Eigentlich sollte der Anton-Schartner-Steig seit 8. September gesperrt sein. Von 7 bis 15 Uhr sollte dann die Stadtgemeinde mit Instandhaltungsarbeiten beschäftigt sein. Vor Ort sind allerdings die Sperren auch um 13 Uhr nicht aufgestellt.  |  NOEN, Victoria Heindl
Zwei Monate lang war der Anton-Schartner-Steig mehr oder weniger unbenutzt, da der Bahnhof Unterkritzendorf renoviert wurde. Kaum ist der Bahnhof wieder offen, müssen die Anrainer sich nun einen neuen Weg hinunter suchen, denn nun wird der Steig saniert. Jeweils von 7 bis 15 Uhr führt die Stadtgemeinde Instandhaltungsarbeiten durch.

„Zwei Monate lang fuhren von Unterkritzendorf keine Züge ab, eine Zeit, die wohl ideal gewesen wäre, die Stiegen zum Bahnhof hinunter in Ruhe zu reparieren“, wundert sich Anrainer Martin Salbrechter.
„Wir mussten erst ein Gutachten abwarten. Daher war der Beginn der Bauarbeiten von jemand anderem abhängig“, erklärt Baudirektor Manfred Fitzthum. Aber er gäbe zu, dass der Zeitpunkt nicht ganz günstig gewählt worden sei.

Geotechnisches Gutachten fehlt noch

Seit dem 8. September ist der Weg nun gesperrt. Zwischen 7 und 15 Uhr müssen sich Bahnreisende einen anderen Weg zum Bahnhof Unterkritzendorf suchen. In dieser Zeit ist die Stadtgemeinde mit Instandhaltungsarbeiten am Anton-Schartner-Steig beschäftigt.
„Es wurden Sofortmaßnahmen durchgeführt. Das heißt, dass Setzungen ausgeglichen wurden“, berichtet Fitzthum über die Arbeiten.

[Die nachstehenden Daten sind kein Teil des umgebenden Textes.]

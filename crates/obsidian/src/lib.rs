pub mod vault;

pub use vault::{build_vault, VaultPaths};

Dass diese Arbeiten dringend notwendig sind, davon sind auch die Anrainer überzeugt. Erst vor einigen Wochen brach sich dort eine Frau den Arm (die NÖN berichtete), danach wurde nur diese Stelle ausgebessert. „Viele ältere Bürger haben Angst, dort zu gehen“, sind die Anwohner besorgt. Sie wollen eine Generalsanierung des Steigs. Ob eine solche kommt und wie es mit dem Weg weitergehen wird, darüber wird erst eine geotechnische Untersuchung Aufschluss geben können. „Diese Untersuchung kann erst im Spätherbst, wenn die Bäume laubfrei sind, durchgeführt werden“, erklärt Fitzthum die nächsten Schritte. Denn der Hang bewegt sich, und darauf muss geachtet werden.